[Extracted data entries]
——————
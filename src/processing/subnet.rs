//! Subnet reports for IPv4 and IPv6 queries.
//!
//! Given an address and a prefix length this computes the full derived
//! view: network, broadcast and masks for IPv4, network text forms and
//! host bits for IPv6, plus the classification of the queried address.

use super::canonical::classify;
use super::eui64::solicited_node;
use crate::errors::Result;
use crate::models::{
    cidr_mask, host_range, usable_hosts, Ipv4, Ipv4SubnetReport, Ipv6, Ipv6Class,
    Ipv6SubnetReport, MAX_PREFIX,
};
use std::net::Ipv4Addr;

/// Compute the full IPv4 subnet view for `addr` under `prefix`.
///
/// The classification flags describe `addr` itself, not the network, since
/// callers may query any address inside the block.
pub fn ipv4_report(addr: Ipv4Addr, prefix: u8) -> Result<Ipv4SubnetReport> {
    let mask = cidr_mask(prefix)?;
    let wildcard = !mask;
    let network = u32::from(addr) & mask;
    let broadcast = network | wildcard;

    let network = Ipv4Addr::from(network);
    let broadcast = Ipv4Addr::from(broadcast);
    let (first_host, last_host) = host_range(network, broadcast, prefix);

    log::debug!("ipv4_report {addr}/{prefix}: network {network}, broadcast {broadcast}");

    Ok(Ipv4SubnetReport {
        cidr: Ipv4 { addr, mask: prefix },
        network,
        broadcast,
        netmask: Ipv4Addr::from(mask),
        wildcard_mask: Ipv4Addr::from(wildcard),
        first_host,
        last_host,
        host_count: usable_hosts(prefix)?,
        is_private: addr.is_private(),
        is_loopback: addr.is_loopback(),
        is_link_local: addr.is_link_local(),
        is_multicast: addr.is_multicast(),
    })
}

/// Compute the full IPv6 subnet view for `addr` under `prefix`.
///
/// The solicited-node address is derived from the queried address and
/// omitted when that address is itself multicast.
pub fn ipv6_report(addr: Ipv6, prefix: u8) -> Result<Ipv6SubnetReport> {
    let network = addr.network(prefix)?;
    let host_bits = MAX_PREFIX - prefix;
    let class = classify(addr);

    let solicited = if class == Ipv6Class::Multicast {
        None
    } else {
        Some(solicited_node(addr).compressed())
    };
    let subnets_64 = if prefix < 64 {
        Some(1u128 << (64 - prefix))
    } else {
        None
    };

    log::debug!("ipv6_report {addr}/{prefix}: network {network}, class {class}");

    Ok(Ipv6SubnetReport {
        address_compressed: addr.compressed(),
        address_expanded: addr.expanded(),
        network_compressed: network.compressed(),
        network_expanded: network.expanded(),
        prefix,
        host_bits,
        subnets_64,
        solicited_node: solicited,
        class,
    })
}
——————
Your goal: Lines from the entries that contain the word "network" are what the answer must hold.

Solution to this task:
//! view: network, broadcast and masks for IPv4, network text forms and
/// The classification flags describe `addr` itself, not the network, since
    let network = u32::from(addr) & mask;
    let broadcast = network | wildcard;
    let network = Ipv4Addr::from(network);
    let (first_host, last_host) = host_range(network, broadcast, prefix);
    log::debug!("ipv4_report {addr}/{prefix}: network {network}, broadcast {broadcast}");
        network,
    let network = addr.network(prefix)?;
    log::debug!("ipv6_report {addr}/{prefix}: network {network}, class {class}");
        network_compressed: network.compressed(),
        network_expanded: network.expanded(),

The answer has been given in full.